Ce film met en évidence une utilisation délibérée de l’ignorance par les industriels…
Oui, mais il y a aussi des formes d’ignorance non intentionnelles, comme le montrent les séquences sur les biais, notamment idéologiques, avec le psychologue Stephan Lewandowsky. Il n’y a pas que des facteurs stratégiques ou liés à la manipulation de l’information.
Y a-t-il des révélations dans ce documentaire ?
Il y a des choses connues, comme l’histoire du tabac ou du climatoscepticisme, mais même pour un public averti, le documentaire apporte des éléments nouveaux. Comme le triple point de vue sur le bisphénol A ou le témoignage de l’épidémiologiste et médecin Marcel Goldberg sur les normes épidémiologiques, qui se sont profilées dans les années 90 mais qui ont été repoussées heureusement par l’Europe. On voit aussi les gens du Heartland Institute, le lobby climatosceptique, parler face caméra de leur bataille. Contrairement au préjugé répandu dans l’opinion, selon lequel lobbies ou fondations agiraient dans l’ombre, une énorme partie de leur activité est publique. Cet institut a été présent sur le "coronascepticisme" pour minorer l’importance de la pandémie pour les mêmes raisons. Parce qu’il voyait se profiler des réglementations, ou des freins à la libre activité économique.
Quelle est la différence entre la fabrique de l’ignorance et les fake news ?

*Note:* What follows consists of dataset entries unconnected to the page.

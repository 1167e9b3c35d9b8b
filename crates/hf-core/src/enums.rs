//! Closed enums for appliances, cost tiers, technician status, and chat roles.
//!
//! Wire names follow the persisted layout: appliance ids are kebab-case,
//! cost levels keep their Portuguese display values, statuses are lowercase.

use schemars::JsonSchema;
use serde::{Deserialize, Serialize};
use std::fmt;
use std::str::FromStr;

use crate::errors::CoreError;

// ---------------------------------------------------------------------------
// ApplianceKind
// ---------------------------------------------------------------------------

/// The closed set of appliances the catalog covers.
#[derive(Debug, Clone, Copy, PartialEq, Eq, Hash, Serialize, Deserialize, JsonSchema)]
#[serde(rename_all = "kebab-case")]
pub enum ApplianceKind {
    Lavadora,
    Geladeira,
    ArCondicionado,
    AirFryer,
    Microondas,
    FornoEletrico,
}

impl ApplianceKind {
    pub const ALL: [Self; 6] = [
        Self::Lavadora,
        Self::Geladeira,
        Self::ArCondicionado,
        Self::AirFryer,
        Self::Microondas,
        Self::FornoEletrico,
    ];

    /// Return the identifier used in catalog keys and persisted JSON.
    #[must_use]
    pub const fn as_str(self) -> &'static str {
        match self {
            Self::Lavadora => "lavadora",
            Self::Geladeira => "geladeira",
            Self::ArCondicionado => "ar-condicionado",
            Self::AirFryer => "air-fryer",
            Self::Microondas => "microondas",
            Self::FornoEletrico => "forno-eletrico",
        }
    }
}

impl fmt::Display for ApplianceKind {
    fn fmt(&self, f: &mut fmt::Formatter<'_>) -> fmt::Result {
        f.write_str(self.as_str())
    }
}

impl FromStr for ApplianceKind {
    type Err = CoreError;

    fn from_str(s: &str) -> Result<Self, Self::Err> {
        let needle = s.trim().to_lowercase().replace('_', "-");
        Self::ALL
            .into_iter()
            .find(|kind| kind.as_str() == needle)
            .ok_or_else(|| CoreError::Validation(format!("unknown appliance '{s}'")))
    }
}

// ---------------------------------------------------------------------------
// CostLevel
// ---------------------------------------------------------------------------

/// Repair cost tier shown alongside the free-text cost range.
#[derive(Debug, Clone, Copy, PartialEq, Eq, Hash, Serialize, Deserialize, JsonSchema)]
pub enum CostLevel {
    #[serde(rename = "Baixo")]
    Low,
    #[serde(rename = "Médio")]
    Medium,
    #[serde(rename = "Alto")]
    High,
}

impl CostLevel {
    #[must_use]
    pub const fn as_str(self) -> &'static str {
        match self {
            Self::Low => "Baixo",
            Self::Medium => "Médio",
            Self::High => "Alto",
        }
    }
}

impl fmt::Display for CostLevel {
    fn fmt(&self, f: &mut fmt::Formatter<'_>) -> fmt::Result {
        f.write_str(self.as_str())
    }
}

// ---------------------------------------------------------------------------
// TechnicianStatus
// ---------------------------------------------------------------------------

/// Approval status of a technician registration.
///
/// ```text
/// pending → approved
///         → rejected → approved
/// ```
#[derive(Debug, Clone, Copy, PartialEq, Eq, Hash, Serialize, Deserialize, JsonSchema)]
#[serde(rename_all = "snake_case")]
pub enum TechnicianStatus {
    Pending,
    Approved,
    Rejected,
}

impl TechnicianStatus {
    /// Valid next states from the current state.
    #[must_use]
    pub const fn allowed_next_states(self) -> &'static [Self] {
        match self {
            Self::Pending => &[Self::Approved, Self::Rejected],
            Self::Rejected => &[Self::Approved],
            Self::Approved => &[],
        }
    }

    /// Check whether transitioning to `next` is allowed.
    #[must_use]
    pub fn can_transition_to(self, next: Self) -> bool {
        self.allowed_next_states().contains(&next)
    }

    #[must_use]
    pub const fn as_str(self) -> &'static str {
        match self {
            Self::Pending => "pending",
            Self::Approved => "approved",
            Self::Rejected => "rejected",
        }
    }
}

impl fmt::Display for TechnicianStatus {
    fn fmt(&self, f: &mut fmt::Formatter<'_>) -> fmt::Result {
        f.write_str(self.as_str())
    }
}

// ---------------------------------------------------------------------------
// ChatRole
// ---------------------------------------------------------------------------

/// Author of a chat turn. `Model` is the wire name the generative service uses.
#[derive(Debug, Clone, Copy, PartialEq, Eq, Hash, Serialize, Deserialize, JsonSchema)]
#[serde(rename_all = "snake_case")]
pub enum ChatRole {
    User,
    Model,
}

impl ChatRole {
    #[must_use]
    pub const fn as_str(self) -> &'static str {
        match self {
            Self::User => "user",
            Self::Model => "model",
        }
    }
}

impl fmt::Display for ChatRole {
    fn fmt(&self, f: &mut fmt::Formatter<'_>) -> fmt::Result {
        f.write_str(self.as_str())
    }
}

Les fake news recouvrent des réalités différentes, qui vont de la simple élucubration, de la circulation virale de l’information, des reprises au premier degré d’information parodique, à des choses qui relèvent de la guerre d’information, de la propagande. Toutes ces informations sortent de l’horizon du vrai ou de la vérité. Puisque la contradiction est secondaire dans ces discours, le rapport à l’expertise devient secondaire. C’est un phénomène très différent de celui qui est éclairé par le documentaire, où pour l’ensemble des cas considérés, la connaissance scientifique reste une autorité, le vrai reste un horizon, tellement important qu’il s’agit précisément, quand il est inconfortable ou gênant, d’essayer de le fragiliser. Ou de fournir d’autres causes, de le noyer sous d’autres facteurs. Les recherches financées par les industriels du tabac, par exemple, visaient à explorer d’autres facteurs, soit de maladies cardiovasculaires, soit de cancers du poumon. Il y a eu des recherches sur le rôle des virus dans la cancérogenèse par exemple, sur le rôle du mode de vie urbain, ou sur la qualité de l’air intérieur, quand on s’occupait de tabagisme passif dans les années 80. Notons que parmi les scientifiques financés, certains étaient peut-être complices de ce qui se passait, mais beaucoup de recherches étaient déjà existantes. Le rôle des cigarettiers a été d’établir ce que Proctor appelle un "macro-biais", c’est-à-dire de favoriser des recherches déjà existantes en les finançant, en accélérant leur publication, et du coup, mécaniquement, en diminuant la part relative d’autres recherches.